Gwoli ścisłości: „pigwa to biało kwitnące nieduże drzewo, pigwowiec zaś to krzew obsypany najczęściej czerwonymi kwiatami” (via:wymarzonyogrod.pl). Z pigwy mamy duże owoce przypominające gruszkę, z pigwowca małe (u nas popularniejsze). Kończąc dywagacje słownikowe dodam tylko, że na szczęście przymiotnik „pigwowy” dotyczy zarówno owoców pigwy, jak i pigwowca, więc bez obawy mogę używać określenia „nalewka pigwowa” 🙂
I właśnie ta szacowna nalewka stanowi moją ulubioną formę serwowania pigwy. Niezwykle aromatyczna, kwaskowato-słodkawa, o barwie ciemnego złota, jest idealnym towarzyszem na zimowe wieczory. Im dłużej dajemy jej naciągnąć się smakiem, tym lepiej.

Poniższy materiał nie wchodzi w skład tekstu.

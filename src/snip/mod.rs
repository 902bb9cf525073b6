//! Secret-shared Non-Interactive Proof (SNIP): the polynomial-IOP that lets
//! a client prove its plaintext satisfies an arithmetic circuit without
//! revealing it (`spec.md` §4.2).

mod prover;
mod verifier;

pub use prover::share_polynomials;
pub use verifier::{
    check_constant_terms, f_share_at_x, g_share_at_x, h_share_at_x, mask, mul_output_shares,
    open_cor, output_is_valid, output_share, output_wire_is_zero, valid_share, Cor, CorShare,
    RootsTable,
};

use thiserror::Error;

use crate::{ff::Fp, triples::FieldTripleShare};

#[derive(Error, Debug)]
pub enum Error {
    #[error("servers disagree on the round challenge X")]
    ChallengeMismatch,
}

/// The SNIP payload attached to a per-client submission, one per server.
/// Field order and names follow `original_source/net_share.h`'s
/// `client_packet` / `send_ClientPacket`.
#[derive(Debug, Clone)]
pub struct ClientPacket {
    /// This server's share of every multiplication gate's (left, right)
    /// input, flattened as `[left_0, right_0, left_1, right_1, ...]`.
    pub wire_shares: Vec<Fp>,
    pub f0_share: Fp,
    pub g0_share: Fp,
    pub h0_share: Fp,
    /// This server's share of `h` evaluated at `2N-1` fixed public points.
    pub h_points: Vec<Fp>,
    pub triple_share: FieldTripleShare,
}

impl ClientPacket {
    /// Number of multiplication gates this packet's wire shares cover.
    pub fn num_mul_gates(&self) -> usize {
        self.wire_shares.len() / 2
    }
}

Szkielet przepisu mam od koleżanki Oli (dziękuję!), z tym, że zamiast spirytusu mieszanego z wodą/wódką sięgnęłam po znaleziony w na półkach sklepowych spirytus nalewkowy, dla mnie, umiarkowanego nalewkowicza, idealną opcję (to 60-procentowy alkohol).
1/2 kg pigwy
1 l spirytusu nalewkowego (albo: 1/2 l spirytusu 95% i 1/2 l wody – niektórzy zamiast wody dają wódki, ja wolę delikatniejszą wersję)
1 szklanka cukru
Pigwę myję, kroję w ćwiartki, wybieram pestki, po czym kroję w plasterki. Zasypuję cukrem, mieszam, zamykam w słoiku i odstawiam do lodówki na 4-7 dni, mieszając co dzień. Następnie zalewam całość spirytusem i odstawiam na leżakowanie przez minimum 2 miesiące, ale tak naprawdę najlepiej poczekać 6 miesięcy (co jakiś czas potrząsając słojem).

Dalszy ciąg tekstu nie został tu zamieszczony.